[Saved data entries]
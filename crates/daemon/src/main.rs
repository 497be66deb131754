// SPDX-License-Identifier: BUSL-1.1
// Copyright (c) 2026 Alfred Jean LLC

//! Event reconciliation daemon (evrd)
//!
//! Runs several controller managers against the shared file store until
//! SIGTERM or SIGINT.

// Allow panic!/unwrap/expect in test code
#![cfg_attr(test, allow(clippy::panic))]
#![cfg_attr(test, allow(clippy::unwrap_used))]
#![cfg_attr(test, allow(clippy::expect_used))]

use std::path::PathBuf;
use std::time::Duration;

use evr_engine::LockFactory;
use evr_storage::Store;
use tokio::signal::unix::{signal, SignalKind};
use tracing::{error, info};

use evr_daemon::lifecycle::{self, Config, LifecycleError};

#[tokio::main]
async fn main() -> Result<(), Box<dyn std::error::Error>> {
    // Parse arguments
    let state_dir = std::env::args().nth(1).map(PathBuf::from);

    // Load configuration
    let config = Config::load(state_dir)?;

    // Write startup marker to log (before tracing setup, so tooling can find it)
    write_startup_marker(&config)?;

    // Set up logging
    let log_guard = setup_logging(&config)?;

    info!("Starting evrd in {}", config.state_dir.display());

    let mut daemon = match lifecycle::startup(&config).await {
        Ok(d) => d,
        Err(e) => {
            // Write error synchronously (tracing is non-blocking and may not flush in time)
            write_startup_error(&config, &e);
            error!("Failed to start daemon: {}", e);
            drop(log_guard);
            return Err(e.into());
        }
    };

    // Set up signal handlers
    let mut sigterm = signal(SignalKind::terminate())?;
    let mut sigint = signal(SignalKind::interrupt())?;

    // Signal ready for parent process (e.g., systemd, scripts waiting for startup)
    println!("READY");

    let status_interval = Duration::from_secs(60);

    loop {
        tokio::select! {
            _ = tokio::time::sleep(status_interval) => {
                let pending = daemon
                    .store
                    .list_unreconciled(None)
                    .map(|events| events.len());
                match pending {
                    Ok(pending) => info!(
                        pending,
                        managers = daemon.running_managers(),
                        locks_held = daemon.locks.outstanding(),
                        "status"
                    ),
                    Err(e) => error!("Error reading store status: {}", e),
                }
            }

            // Graceful shutdown on SIGTERM
            _ = sigterm.recv() => {
                info!("Received SIGTERM, shutting down...");
                daemon.shutdown().await?;
                break;
            }

            // Graceful shutdown on SIGINT
            _ = sigint.recv() => {
                info!("Received SIGINT, shutting down...");
                daemon.shutdown().await?;
                break;
            }
        }
    }

    info!("Daemon stopped");
    Ok(())
}

/// Startup marker prefix written to log before anything else.
/// Full format: "--- evrd: starting (pid: 12345) ---"
pub const STARTUP_MARKER_PREFIX: &str = "--- evrd: starting (pid: ";

/// Write startup marker to log file (appends to existing log)
fn write_startup_marker(config: &Config) -> Result<(), LifecycleError> {
    use std::io::Write;

    if let Some(parent) = config.log_path.parent() {
        std::fs::create_dir_all(parent)?;
    }

    let mut file = std::fs::OpenOptions::new()
        .create(true)
        .append(true)
        .open(&config.log_path)?;
    writeln!(file, "{}{}) ---", STARTUP_MARKER_PREFIX, std::process::id())?;

    Ok(())
}

/// Write startup error synchronously to log file.
fn write_startup_error(config: &Config, error: &LifecycleError) {
    use std::io::Write;

    let Ok(mut file) = std::fs::OpenOptions::new()
        .create(true)
        .append(true)
        .open(&config.log_path)
    else {
        return;
    };
    let _ = writeln!(file, "ERROR Failed to start daemon: {}", error);
}

fn setup_logging(
    config: &Config,
) -> Result<tracing_appender::non_blocking::WorkerGuard, LifecycleError> {
    use tracing_subscriber::{fmt, prelude::*, EnvFilter};

    if let Some(parent) = config.log_path.parent() {
        std::fs::create_dir_all(parent)?;
    }

    let file_appender = tracing_appender::rolling::never(
        config.log_path.parent().ok_or(LifecycleError::NoStateDir)?,
        config
            .log_path
            .file_name()
            .ok_or(LifecycleError::NoStateDir)?,
    );
    let (non_blocking, guard) = tracing_appender::non_blocking(file_appender);

    let filter = EnvFilter::try_from_default_env()
        .unwrap_or_else(|_| EnvFilter::new(&config.settings.log_filter));

    tracing_subscriber::registry()
        .with(filter)
        .with(fmt::layer().with_writer(non_blocking))
        .init();

    Ok(guard)
}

» **Work task**
Each line of the records that contains the string "shutting" must be copied.

» **The completed task**
                info!("Received SIGTERM, shutting down...");
                info!("Received SIGINT, shutting down...");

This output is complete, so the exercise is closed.